Exercise aim: Among the entries below, how many lines hold "enum"? Only the number is wanted.
--- Exercise input Enclosed Below ---
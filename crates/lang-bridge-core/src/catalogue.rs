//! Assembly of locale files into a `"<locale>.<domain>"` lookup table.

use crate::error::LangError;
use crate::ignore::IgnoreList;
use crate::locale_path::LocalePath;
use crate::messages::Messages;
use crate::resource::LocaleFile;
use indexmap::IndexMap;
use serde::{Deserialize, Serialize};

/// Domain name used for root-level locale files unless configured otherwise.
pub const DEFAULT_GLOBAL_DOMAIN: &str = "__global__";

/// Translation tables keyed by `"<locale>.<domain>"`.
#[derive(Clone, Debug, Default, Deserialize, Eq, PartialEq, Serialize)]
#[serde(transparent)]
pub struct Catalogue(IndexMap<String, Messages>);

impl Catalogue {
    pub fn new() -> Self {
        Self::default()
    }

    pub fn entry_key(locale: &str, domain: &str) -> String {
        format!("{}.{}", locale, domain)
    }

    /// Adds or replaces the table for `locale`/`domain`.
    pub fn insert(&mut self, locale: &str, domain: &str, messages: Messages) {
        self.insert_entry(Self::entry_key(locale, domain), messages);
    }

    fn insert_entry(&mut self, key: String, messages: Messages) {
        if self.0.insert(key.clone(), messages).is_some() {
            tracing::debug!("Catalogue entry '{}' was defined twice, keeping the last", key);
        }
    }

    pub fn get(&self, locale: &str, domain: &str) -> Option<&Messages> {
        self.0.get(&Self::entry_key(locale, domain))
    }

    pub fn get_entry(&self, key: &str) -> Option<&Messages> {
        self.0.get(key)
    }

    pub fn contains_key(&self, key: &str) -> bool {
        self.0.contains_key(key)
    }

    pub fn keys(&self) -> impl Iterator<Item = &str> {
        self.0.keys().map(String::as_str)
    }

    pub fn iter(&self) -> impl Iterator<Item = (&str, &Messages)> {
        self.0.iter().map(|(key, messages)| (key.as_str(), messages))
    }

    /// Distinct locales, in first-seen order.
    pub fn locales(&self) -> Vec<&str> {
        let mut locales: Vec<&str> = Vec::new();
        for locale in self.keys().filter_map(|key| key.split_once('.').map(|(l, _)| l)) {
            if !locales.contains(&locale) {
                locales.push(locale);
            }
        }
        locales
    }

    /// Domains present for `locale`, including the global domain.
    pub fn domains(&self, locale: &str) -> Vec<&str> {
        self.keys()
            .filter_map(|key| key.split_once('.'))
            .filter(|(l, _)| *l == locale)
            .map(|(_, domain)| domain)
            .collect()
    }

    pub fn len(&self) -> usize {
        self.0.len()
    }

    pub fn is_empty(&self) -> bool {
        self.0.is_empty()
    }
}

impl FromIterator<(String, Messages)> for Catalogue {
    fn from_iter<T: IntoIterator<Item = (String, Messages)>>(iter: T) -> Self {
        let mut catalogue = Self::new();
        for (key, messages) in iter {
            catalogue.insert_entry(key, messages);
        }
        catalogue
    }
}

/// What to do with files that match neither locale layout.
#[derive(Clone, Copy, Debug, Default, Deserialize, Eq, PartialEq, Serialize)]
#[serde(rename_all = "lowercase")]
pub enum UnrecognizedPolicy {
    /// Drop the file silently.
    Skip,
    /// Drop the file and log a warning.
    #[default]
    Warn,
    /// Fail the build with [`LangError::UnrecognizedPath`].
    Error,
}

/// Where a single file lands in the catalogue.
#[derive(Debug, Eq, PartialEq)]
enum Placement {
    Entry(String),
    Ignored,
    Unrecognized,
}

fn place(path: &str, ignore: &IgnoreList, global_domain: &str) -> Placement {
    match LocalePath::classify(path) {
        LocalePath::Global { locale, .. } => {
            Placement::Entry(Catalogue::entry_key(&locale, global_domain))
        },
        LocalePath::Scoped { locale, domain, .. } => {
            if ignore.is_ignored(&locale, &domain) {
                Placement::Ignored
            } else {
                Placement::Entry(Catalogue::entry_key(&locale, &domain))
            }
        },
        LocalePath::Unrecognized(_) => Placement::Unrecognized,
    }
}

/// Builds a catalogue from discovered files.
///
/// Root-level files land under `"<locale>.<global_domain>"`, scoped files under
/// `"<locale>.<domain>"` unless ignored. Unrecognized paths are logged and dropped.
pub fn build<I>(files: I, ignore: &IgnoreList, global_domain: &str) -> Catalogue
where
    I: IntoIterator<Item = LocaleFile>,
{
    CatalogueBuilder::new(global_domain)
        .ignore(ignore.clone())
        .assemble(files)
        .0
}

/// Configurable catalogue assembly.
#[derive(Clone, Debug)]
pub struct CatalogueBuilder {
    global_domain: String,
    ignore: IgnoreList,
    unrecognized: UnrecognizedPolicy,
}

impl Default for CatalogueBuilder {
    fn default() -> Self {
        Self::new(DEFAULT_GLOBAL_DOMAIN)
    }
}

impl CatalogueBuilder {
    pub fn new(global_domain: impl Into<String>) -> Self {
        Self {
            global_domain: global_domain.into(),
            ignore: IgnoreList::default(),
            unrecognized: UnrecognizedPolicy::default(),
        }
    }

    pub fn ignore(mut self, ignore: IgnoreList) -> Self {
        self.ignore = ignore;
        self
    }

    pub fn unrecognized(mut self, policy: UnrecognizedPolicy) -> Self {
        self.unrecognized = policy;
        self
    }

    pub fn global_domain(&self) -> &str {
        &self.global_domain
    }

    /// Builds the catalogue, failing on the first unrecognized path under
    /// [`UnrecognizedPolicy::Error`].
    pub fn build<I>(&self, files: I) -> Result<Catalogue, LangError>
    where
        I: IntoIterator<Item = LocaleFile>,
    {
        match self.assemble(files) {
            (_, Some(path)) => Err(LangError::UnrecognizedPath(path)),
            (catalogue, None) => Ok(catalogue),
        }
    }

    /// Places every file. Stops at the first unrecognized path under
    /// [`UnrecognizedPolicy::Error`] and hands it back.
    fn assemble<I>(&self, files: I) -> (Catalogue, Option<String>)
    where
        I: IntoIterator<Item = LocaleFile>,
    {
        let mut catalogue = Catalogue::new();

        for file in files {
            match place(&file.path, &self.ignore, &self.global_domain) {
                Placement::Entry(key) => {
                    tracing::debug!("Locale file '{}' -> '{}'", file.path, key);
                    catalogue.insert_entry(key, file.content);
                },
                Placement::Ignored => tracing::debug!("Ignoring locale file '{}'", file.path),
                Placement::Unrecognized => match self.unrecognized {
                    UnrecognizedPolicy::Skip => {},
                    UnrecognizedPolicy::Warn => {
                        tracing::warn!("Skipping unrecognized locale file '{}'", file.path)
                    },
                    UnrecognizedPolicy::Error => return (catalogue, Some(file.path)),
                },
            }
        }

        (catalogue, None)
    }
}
--- End of Enclosed Exercise input ---
--- Exercise input Enclosed Below ---
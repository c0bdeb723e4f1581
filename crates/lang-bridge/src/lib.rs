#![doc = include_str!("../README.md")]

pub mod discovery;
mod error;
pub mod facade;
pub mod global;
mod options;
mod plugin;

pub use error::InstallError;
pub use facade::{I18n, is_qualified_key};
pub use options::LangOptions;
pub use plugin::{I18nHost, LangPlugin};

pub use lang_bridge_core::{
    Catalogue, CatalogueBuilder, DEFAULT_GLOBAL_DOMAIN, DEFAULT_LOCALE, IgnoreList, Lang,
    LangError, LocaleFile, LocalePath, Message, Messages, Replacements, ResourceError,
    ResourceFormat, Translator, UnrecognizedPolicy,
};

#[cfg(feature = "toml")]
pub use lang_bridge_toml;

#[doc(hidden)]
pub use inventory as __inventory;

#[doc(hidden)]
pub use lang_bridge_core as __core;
--- End of Enclosed Exercise input ---
The answer: 2